## About this task
Where a line below holds the string "status", count it; then give the total without any other words.

Stored data entries
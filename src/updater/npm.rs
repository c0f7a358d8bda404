//! Global npm package driver (§4.4): parallelizable, never requires sudo.

use crate::errors::AppError;
use crate::process::{PathLookup, ProcessRunner};
use crate::updater::Updater;
use async_trait::async_trait;
use devsync_common::config::ManagerConfig;
use devsync_common::sysupdate::{ManagerUpdateResult, PackageChange};
use regex::Regex;
use std::sync::{Arc, Mutex};
use tokio_util::sync::CancellationToken;

pub struct NpmUpdater {
    process: Arc<dyn ProcessRunner>,
    path_lookup: Arc<dyn PathLookup>,
    config: Mutex<ManagerConfig>,
}

impl NpmUpdater {
    pub fn new(process: Arc<dyn ProcessRunner>, path_lookup: Arc<dyn PathLookup>) -> Self {
        Self {
            process,
            path_lookup,
            config: Mutex::new(ManagerConfig::default()),
        }
    }
}

/// Best-effort parse of `npm update -g` lines of the form `+ name@version`.
fn parse_update_output(stdout: &str) -> Vec<PackageChange> {
    let re = Regex::new(r"^\+\s+(\S+)@(\S+)$").unwrap();
    stdout
        .lines()
        .filter_map(|line| {
            re.captures(line.trim()).map(|c| PackageChange {
                name: c[1].to_string(),
                current_version: None,
                new_version: Some(c[2].to_string()),
            })
        })
        .collect()
}

#[async_trait]
impl Updater for NpmUpdater {
    fn name(&self) -> &str {
        "npm"
    }

    fn display_name(&self) -> &str {
        "npm (global packages)"
    }

    fn is_available(&self) -> bool {
        self.path_lookup.find("npm").is_some()
    }

    fn configure(&self, cfg: ManagerConfig) {
        *self.config.lock().unwrap() = cfg;
    }

    async fn update(
        &self,
        ctx: &CancellationToken,
        dry_run: bool,
    ) -> Result<ManagerUpdateResult, AppError> {
        if dry_run {
            return Ok(ManagerUpdateResult {
                message: "would run: npm update -g".to_string(),
                ..Default::default()
            });
        }

        let output = self
            .process
            .run_checked(ctx, None, "npm", &["update".to_string(), "-g".to_string()])
            .await?;

        let packages = parse_update_output(&output.stdout);
        Ok(ManagerUpdateResult {
            message: "npm global update complete".to_string(),
            updated_count: packages.len(),
            packages,
            failed_count: 0,
            errors: Vec::new(),
        })
    }
}

#[cfg(test)]
mod tests {
    use super::*;
    use crate::process::FakeProcessRunner;

    struct Found;
    impl PathLookup for Found {
        fn find(&self, _program: &str) -> Option<std::path::PathBuf> {
            Some(std::path::PathBuf::from("/usr/local/bin/npm"))
        }
    }

    #[test]
    fn parses_plus_lines() {
        let stdout = "added 1 package\n+ typescript@5.4.2\n";
        let packages = parse_update_output(stdout);
        assert_eq!(packages.len(), 1);
        assert_eq!(packages[0].name, "typescript");
        assert_eq!(packages[0].new_version.as_deref(), Some("5.4.2"));
    }

    #[tokio::test]
    async fn real_run_invokes_update_dash_g() {
        let process = Arc::new(FakeProcessRunner::new());
        process.push_success("+ typescript@5.4.2\n");
        let updater = NpmUpdater::new(process.clone(), Arc::new(Found));
        let ctx = CancellationToken::new();
        let result = updater.update(&ctx, false).await.unwrap();
        assert_eq!(result.updated_count, 1);
        assert_eq!(
            process.calls()[0],
            ("npm".to_string(), vec!["update".to_string(), "-g".to_string()])
        );
    }
}
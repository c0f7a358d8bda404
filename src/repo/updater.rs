//! Repository Updater (§4.6): fetch/pull/submodule state machine with
//! safety gates, one repo per call.

use crate::errors::AppError;
use crate::process::ProcessRunner;
use devsync_common::repo::{UpdateOptions, UpdateResult};
use std::path::Path;
use tokio_util::sync::CancellationToken;

struct UnsafeState {
    reasons: Vec<String>,
}

impl UnsafeState {
    fn is_unsafe(&self) -> bool {
        !self.reasons.is_empty()
    }
}

async fn detect_unsafe_state(
    ctx: &CancellationToken,
    process: &dyn ProcessRunner,
    path: &Path,
) -> Result<UnsafeState, AppError> {
    let mut reasons = Vec::new();

    let status = process
        .run(
            ctx,
            Some(path),
            "git",
            &["status".to_string(), "--porcelain".to_string()],
        )
        .await?;
    if !status.success {
        return Err(AppError::subprocess(
            "git",
            &["status".to_string(), "--porcelain".to_string()],
            status.combined_trimmed(),
        ));
    }
    if !status.stdout.trim().is_empty() {
        reasons.push("working tree has uncommitted changes".to_string());
    }

    let stash = process
        .run(
            ctx,
            Some(path),
            "git",
            &["stash".to_string(), "list".to_string()],
        )
        .await?;
    if !stash.success {
        return Err(AppError::subprocess(
            "git",
            &["stash".to_string(), "list".to_string()],
            stash.combined_trimmed(),
        ));
    }
    if !stash.stdout.trim().is_empty() {
        reasons.push("stash stack is non-empty".to_string());
    }

    let head = process
        .run_checked(
            ctx,
            Some(path),
            "git",
            &[
                "rev-parse".to_string(),
                "--abbrev-ref".to_string(),
                "HEAD".to_string(),
            ],
        )
        .await?;
    if head.stdout.trim() == "HEAD" {
        reasons.push("HEAD is detached".to_string());
    }

    Ok(UnsafeState { reasons })
}

const NO_UPSTREAM_PATTERNS: &[&str] = &["no upstream configured", "no upstream branch"];

/// Run the fetch/safety-gate/pull/submodule state machine for one repo.
pub async fn update(
    ctx: &CancellationToken,
    process: &dyn ProcessRunner,
    path: &Path,
    opts: &UpdateOptions,
) -> Result<UpdateResult, AppError> {
    let mut result = UpdateResult::new(path.to_path_buf());

    let mut fetch_args = vec!["-C".to_string(), path.display().to_string(), "fetch".to_string(), "--all".to_string()];
    if opts.prune {
        fetch_args.push("--prune".to_string());
    }
    result.commands.push(format!("git {}", fetch_args.join(" ")));

    if !opts.dry_run {
        let git_args: Vec<String> = fetch_args[2..].to_vec();
        process.run_checked(ctx, Some(path), "git", &git_args).await?;
    }

    let unsafe_state = if opts.dry_run {
        match detect_unsafe_state(ctx, process, path).await {
            Ok(state) => state,
            Err(e) => {
                result.skipped_messages.push(format!("state detection failed: {e}"));
                return Ok(result);
            }
        }
    } else {
        detect_unsafe_state(ctx, process, path).await?
    };

    if unsafe_state.is_unsafe() {
        result.skipped_messages.extend(unsafe_state.reasons);
        return Ok(result);
    }

    let upstream_args = vec![
        "rev-parse".to_string(),
        "--abbrev-ref".to_string(),
        "--symbolic-full-name".to_string(),
        "@{u}".to_string(),
    ];
    let upstream_output = process.run(ctx, Some(path), "git", &upstream_args).await?;
    result.upstream_checked = true;
    let has_upstream = if upstream_output.success {
        true
    } else {
        let stderr_lower = upstream_output.stderr.to_lowercase();
        if NO_UPSTREAM_PATTERNS.iter().any(|p| stderr_lower.contains(p)) {
            false
        } else if opts.dry_run {
            result
                .skipped_messages
                .push(format!("upstream probe failed: {}", upstream_output.combined_trimmed()));
            return Ok(result);
        } else {
            return Err(AppError::subprocess(
                "git",
                &upstream_args,
                upstream_output.combined_trimmed(),
            ));
        }
    };
    result.has_upstream = has_upstream;

    if has_upstream {
        let mut pull_args = vec!["pull".to_string(), "--rebase".to_string()];
        if opts.auto_stash {
            pull_args.push("--autostash".to_string());
        }
        result.commands.push(format!(
            "git -C {} {}",
            path.display(),
            pull_args.join(" ")
        ));
        if !opts.dry_run {
            process.run_checked(ctx, Some(path), "git", &pull_args).await?;
        }
    } else {
        result
            .skipped_messages
            .push("no upstream configured; skipping pull".to_string());
    }

    if opts.submodule_update {
        let submodule_args = vec![
            "submodule".to_string(),
            "update".to_string(),
            "--init".to_string(),
            "--recursive".to_string(),
            "--remote".to_string(),
        ];
        result.commands.push(format!(
            "git -C {} {}",
            path.display(),
            submodule_args.join(" ")
        ));
        if !opts.dry_run {
            process.run_checked(ctx, Some(path), "git", &submodule_args).await?;
        }
    }

    Ok(result)
}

## Written solution
6